#### Entries shown ####

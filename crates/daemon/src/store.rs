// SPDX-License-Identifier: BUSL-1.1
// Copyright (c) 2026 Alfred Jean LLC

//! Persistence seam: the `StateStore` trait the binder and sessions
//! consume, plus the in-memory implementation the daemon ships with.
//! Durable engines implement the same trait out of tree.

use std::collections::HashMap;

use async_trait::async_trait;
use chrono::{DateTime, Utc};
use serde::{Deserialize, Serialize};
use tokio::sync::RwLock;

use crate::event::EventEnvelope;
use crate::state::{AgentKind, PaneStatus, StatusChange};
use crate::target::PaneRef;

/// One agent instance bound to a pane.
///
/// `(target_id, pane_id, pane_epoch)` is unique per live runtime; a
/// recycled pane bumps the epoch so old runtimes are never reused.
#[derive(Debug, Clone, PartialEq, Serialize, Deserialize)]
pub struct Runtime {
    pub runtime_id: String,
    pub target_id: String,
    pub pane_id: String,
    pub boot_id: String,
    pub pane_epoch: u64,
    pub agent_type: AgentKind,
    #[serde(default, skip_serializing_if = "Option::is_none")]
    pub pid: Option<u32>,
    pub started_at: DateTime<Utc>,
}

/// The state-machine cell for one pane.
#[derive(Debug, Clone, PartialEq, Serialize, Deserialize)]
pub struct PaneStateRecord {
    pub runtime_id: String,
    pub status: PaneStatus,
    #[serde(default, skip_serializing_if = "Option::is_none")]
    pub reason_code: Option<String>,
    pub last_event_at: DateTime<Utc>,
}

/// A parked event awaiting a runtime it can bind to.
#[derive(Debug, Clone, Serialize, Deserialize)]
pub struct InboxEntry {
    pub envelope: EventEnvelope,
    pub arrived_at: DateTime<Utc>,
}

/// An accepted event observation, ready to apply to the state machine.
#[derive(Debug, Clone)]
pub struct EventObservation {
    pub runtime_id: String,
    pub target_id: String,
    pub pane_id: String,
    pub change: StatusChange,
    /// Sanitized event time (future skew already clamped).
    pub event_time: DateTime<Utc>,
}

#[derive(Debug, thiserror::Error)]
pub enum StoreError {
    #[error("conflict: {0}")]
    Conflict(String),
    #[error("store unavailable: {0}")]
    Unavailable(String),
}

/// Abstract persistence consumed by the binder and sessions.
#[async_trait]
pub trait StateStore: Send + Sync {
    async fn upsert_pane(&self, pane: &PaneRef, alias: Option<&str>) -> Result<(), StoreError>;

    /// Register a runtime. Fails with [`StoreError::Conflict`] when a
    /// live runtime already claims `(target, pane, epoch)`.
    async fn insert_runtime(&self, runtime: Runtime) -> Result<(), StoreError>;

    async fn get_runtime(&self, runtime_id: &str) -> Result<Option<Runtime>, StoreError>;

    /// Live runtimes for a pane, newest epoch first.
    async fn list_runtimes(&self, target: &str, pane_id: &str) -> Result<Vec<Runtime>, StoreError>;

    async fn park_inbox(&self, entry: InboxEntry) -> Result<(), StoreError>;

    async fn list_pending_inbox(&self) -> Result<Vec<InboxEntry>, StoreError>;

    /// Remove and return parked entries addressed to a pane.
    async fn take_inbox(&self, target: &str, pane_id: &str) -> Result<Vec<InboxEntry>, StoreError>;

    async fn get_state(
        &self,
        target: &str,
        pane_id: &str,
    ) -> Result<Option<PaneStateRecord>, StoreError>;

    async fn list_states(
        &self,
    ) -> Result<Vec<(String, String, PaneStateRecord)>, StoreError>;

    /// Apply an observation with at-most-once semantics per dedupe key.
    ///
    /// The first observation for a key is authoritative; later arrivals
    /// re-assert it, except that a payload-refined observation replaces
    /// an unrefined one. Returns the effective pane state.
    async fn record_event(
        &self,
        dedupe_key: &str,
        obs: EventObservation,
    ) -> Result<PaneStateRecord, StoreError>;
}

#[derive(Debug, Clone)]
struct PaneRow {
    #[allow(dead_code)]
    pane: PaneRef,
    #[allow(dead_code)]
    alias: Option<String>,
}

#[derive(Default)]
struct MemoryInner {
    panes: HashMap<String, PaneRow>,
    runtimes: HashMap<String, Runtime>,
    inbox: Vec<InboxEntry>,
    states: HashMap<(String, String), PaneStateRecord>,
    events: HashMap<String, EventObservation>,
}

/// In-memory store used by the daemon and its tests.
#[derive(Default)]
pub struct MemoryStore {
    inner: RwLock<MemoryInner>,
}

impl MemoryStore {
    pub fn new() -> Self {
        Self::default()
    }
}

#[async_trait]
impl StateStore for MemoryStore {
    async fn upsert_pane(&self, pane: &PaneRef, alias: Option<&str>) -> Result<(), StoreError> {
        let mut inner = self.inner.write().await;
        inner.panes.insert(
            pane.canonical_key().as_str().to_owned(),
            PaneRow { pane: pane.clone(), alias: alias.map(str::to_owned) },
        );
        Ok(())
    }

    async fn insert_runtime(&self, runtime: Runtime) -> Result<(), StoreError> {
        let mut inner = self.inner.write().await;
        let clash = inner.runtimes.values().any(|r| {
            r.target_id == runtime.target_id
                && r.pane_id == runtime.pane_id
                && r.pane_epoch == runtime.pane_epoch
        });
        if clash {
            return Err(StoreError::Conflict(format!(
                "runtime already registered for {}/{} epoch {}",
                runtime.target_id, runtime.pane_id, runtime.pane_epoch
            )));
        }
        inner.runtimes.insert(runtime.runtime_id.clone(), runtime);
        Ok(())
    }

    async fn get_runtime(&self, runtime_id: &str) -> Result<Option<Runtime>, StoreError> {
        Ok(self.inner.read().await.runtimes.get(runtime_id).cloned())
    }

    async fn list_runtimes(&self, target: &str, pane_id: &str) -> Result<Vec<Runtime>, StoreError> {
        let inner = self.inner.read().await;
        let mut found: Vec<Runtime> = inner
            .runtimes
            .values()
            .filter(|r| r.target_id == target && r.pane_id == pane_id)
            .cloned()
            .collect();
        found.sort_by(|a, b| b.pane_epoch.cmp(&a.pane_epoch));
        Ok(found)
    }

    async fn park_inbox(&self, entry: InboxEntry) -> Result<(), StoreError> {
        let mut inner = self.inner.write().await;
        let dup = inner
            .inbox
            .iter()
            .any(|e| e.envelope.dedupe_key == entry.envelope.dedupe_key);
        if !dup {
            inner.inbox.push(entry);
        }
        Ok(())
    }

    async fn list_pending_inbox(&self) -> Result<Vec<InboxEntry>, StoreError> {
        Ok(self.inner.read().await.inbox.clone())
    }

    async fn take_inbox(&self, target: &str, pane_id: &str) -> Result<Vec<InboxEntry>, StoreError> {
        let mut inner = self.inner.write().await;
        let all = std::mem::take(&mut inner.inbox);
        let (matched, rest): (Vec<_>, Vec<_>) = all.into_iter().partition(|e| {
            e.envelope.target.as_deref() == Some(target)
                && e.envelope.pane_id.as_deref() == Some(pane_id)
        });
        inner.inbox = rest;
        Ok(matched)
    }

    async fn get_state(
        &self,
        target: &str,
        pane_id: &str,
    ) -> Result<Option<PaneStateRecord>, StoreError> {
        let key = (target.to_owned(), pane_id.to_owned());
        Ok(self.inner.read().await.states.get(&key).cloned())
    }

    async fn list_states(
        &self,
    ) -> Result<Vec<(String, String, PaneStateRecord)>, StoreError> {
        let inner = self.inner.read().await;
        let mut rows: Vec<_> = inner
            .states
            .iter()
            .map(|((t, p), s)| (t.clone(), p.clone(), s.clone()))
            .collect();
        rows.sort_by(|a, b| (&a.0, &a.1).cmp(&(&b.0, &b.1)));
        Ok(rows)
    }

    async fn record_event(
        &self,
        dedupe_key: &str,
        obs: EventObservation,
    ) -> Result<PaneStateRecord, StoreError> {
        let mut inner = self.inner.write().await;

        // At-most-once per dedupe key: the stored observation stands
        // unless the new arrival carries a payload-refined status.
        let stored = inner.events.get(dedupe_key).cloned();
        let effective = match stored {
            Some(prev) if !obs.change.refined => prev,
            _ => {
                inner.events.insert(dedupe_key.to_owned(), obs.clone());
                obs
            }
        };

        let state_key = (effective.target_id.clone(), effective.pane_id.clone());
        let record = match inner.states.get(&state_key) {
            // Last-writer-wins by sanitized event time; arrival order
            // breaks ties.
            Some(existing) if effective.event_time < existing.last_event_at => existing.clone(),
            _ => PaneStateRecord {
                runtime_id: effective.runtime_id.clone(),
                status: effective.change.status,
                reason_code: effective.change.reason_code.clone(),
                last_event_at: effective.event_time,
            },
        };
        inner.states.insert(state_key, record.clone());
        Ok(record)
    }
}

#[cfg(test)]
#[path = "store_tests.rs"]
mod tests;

####
#### Entries shown ####

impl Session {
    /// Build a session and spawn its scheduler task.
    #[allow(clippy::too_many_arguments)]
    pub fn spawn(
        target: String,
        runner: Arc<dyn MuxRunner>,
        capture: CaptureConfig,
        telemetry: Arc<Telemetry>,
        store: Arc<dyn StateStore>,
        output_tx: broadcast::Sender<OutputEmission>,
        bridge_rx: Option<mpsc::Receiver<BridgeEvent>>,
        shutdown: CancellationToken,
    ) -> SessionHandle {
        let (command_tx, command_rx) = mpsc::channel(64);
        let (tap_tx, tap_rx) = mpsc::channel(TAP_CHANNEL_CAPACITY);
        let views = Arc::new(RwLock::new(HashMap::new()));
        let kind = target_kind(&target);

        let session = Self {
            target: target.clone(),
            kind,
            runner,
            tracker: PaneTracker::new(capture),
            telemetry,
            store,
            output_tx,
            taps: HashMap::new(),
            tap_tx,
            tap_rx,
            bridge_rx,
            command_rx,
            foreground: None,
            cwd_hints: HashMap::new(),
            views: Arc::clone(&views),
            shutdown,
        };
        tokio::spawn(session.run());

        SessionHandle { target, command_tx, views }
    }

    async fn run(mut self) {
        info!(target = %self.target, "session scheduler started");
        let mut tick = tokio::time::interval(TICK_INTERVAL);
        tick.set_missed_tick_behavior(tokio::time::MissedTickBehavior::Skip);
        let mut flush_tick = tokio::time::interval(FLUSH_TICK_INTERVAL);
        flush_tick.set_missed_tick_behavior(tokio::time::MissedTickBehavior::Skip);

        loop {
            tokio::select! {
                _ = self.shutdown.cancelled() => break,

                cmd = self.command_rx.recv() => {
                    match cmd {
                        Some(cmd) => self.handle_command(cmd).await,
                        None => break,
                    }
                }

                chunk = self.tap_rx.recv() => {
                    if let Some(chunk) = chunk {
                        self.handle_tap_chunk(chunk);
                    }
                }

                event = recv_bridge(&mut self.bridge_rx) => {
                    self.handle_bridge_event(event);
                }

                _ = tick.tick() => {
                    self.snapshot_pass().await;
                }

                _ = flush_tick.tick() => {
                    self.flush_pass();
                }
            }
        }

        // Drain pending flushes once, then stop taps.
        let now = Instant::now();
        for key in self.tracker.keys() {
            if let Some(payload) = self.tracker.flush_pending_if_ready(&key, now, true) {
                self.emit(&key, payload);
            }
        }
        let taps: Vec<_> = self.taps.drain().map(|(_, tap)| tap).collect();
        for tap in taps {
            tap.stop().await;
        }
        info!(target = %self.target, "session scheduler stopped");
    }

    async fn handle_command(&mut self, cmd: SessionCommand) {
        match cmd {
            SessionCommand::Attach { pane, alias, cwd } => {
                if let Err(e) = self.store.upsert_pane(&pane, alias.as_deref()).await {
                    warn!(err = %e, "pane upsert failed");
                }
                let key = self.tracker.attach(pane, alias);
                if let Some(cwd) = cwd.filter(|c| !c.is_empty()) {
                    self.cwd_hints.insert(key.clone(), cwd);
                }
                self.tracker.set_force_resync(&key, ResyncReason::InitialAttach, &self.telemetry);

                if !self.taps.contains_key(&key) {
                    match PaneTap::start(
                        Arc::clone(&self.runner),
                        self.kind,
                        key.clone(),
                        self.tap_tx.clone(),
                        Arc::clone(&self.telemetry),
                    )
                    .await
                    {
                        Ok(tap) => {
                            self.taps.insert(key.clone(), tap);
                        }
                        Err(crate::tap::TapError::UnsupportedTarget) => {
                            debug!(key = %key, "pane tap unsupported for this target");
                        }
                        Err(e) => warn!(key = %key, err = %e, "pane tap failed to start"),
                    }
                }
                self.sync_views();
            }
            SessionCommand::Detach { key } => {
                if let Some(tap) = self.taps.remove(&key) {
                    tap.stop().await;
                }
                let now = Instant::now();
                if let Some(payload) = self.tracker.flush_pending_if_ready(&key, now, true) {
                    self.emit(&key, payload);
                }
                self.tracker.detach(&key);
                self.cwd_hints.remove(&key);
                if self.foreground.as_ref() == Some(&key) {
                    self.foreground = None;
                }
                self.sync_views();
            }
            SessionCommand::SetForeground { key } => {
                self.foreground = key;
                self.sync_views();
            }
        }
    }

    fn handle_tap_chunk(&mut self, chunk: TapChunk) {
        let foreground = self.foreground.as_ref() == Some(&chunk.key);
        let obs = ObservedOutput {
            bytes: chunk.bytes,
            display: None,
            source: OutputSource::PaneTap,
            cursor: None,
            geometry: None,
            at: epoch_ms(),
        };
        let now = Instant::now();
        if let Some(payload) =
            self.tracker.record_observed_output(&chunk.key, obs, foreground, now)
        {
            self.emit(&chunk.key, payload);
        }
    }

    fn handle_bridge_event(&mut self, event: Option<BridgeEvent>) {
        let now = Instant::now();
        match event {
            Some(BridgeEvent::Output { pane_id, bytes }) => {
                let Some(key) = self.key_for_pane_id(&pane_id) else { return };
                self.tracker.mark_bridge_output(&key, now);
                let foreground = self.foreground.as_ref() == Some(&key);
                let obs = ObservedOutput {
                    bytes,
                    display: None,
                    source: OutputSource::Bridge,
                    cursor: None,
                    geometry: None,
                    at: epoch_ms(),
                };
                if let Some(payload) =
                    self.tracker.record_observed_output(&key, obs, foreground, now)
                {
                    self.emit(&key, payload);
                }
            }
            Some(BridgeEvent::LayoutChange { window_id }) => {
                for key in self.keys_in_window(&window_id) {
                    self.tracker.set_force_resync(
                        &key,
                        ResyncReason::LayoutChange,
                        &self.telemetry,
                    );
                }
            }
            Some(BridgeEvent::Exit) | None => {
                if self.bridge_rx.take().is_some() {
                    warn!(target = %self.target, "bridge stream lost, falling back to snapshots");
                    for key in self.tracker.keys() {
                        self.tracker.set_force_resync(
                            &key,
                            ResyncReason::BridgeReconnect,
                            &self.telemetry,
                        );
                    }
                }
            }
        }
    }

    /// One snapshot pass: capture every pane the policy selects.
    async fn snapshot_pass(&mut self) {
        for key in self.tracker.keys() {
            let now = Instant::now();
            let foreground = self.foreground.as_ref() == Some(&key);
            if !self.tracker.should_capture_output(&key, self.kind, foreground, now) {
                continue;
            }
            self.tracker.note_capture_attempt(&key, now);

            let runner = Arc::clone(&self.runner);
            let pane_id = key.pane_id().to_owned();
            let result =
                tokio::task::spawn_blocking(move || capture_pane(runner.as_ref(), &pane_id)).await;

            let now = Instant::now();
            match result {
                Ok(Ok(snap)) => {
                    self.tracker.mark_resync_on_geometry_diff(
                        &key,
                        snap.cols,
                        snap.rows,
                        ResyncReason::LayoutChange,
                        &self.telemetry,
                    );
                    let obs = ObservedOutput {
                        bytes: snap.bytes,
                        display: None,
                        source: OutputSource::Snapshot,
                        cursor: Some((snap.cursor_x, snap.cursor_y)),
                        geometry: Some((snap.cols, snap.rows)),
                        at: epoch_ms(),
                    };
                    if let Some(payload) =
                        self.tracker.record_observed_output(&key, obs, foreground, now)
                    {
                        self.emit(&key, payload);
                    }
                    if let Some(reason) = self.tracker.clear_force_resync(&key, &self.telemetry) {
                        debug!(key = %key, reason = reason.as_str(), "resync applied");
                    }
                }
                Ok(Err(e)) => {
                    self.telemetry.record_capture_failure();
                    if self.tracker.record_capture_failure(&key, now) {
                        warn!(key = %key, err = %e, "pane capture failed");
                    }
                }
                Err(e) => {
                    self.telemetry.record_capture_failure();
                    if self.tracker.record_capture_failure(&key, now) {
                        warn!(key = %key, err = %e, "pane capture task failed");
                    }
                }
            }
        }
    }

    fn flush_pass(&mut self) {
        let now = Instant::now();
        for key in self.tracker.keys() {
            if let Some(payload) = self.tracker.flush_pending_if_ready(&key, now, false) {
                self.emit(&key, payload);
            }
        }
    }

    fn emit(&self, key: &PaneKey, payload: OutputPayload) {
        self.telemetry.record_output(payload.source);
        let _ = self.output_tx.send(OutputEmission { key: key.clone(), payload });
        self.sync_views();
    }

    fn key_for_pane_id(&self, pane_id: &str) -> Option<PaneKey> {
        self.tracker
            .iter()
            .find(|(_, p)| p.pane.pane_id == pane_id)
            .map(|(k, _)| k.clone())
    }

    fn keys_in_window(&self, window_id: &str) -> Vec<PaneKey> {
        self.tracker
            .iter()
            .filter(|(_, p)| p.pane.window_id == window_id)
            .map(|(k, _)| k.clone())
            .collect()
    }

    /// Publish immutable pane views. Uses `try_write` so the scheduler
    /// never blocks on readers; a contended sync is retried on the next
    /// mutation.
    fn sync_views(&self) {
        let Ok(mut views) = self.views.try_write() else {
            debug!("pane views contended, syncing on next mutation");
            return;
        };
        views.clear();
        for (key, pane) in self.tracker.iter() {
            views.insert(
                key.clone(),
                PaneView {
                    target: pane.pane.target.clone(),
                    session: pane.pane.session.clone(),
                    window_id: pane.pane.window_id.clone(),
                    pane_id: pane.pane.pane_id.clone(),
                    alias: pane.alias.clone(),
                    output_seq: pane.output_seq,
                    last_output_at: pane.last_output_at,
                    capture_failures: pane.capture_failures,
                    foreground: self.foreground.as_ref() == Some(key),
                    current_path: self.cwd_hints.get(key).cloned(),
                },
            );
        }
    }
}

####

What the task requires: All lines above from the one with "filename crates/daemon/src/store.rs" to the one with "use crate::event::EventEnvelope;", inclusive, should be copied exactly, and no other lines.

Output of the task:
filename crates/daemon/src/store.rs
// SPDX-License-Identifier: BUSL-1.1
// Copyright (c) 2026 Alfred Jean LLC

//! Persistence seam: the `StateStore` trait the binder and sessions
//! consume, plus the in-memory implementation the daemon ships with.
//! Durable engines implement the same trait out of tree.

use std::collections::HashMap;

use async_trait::async_trait;
use chrono::{DateTime, Utc};
use serde::{Deserialize, Serialize};
use tokio::sync::RwLock;

use crate::event::EventEnvelope;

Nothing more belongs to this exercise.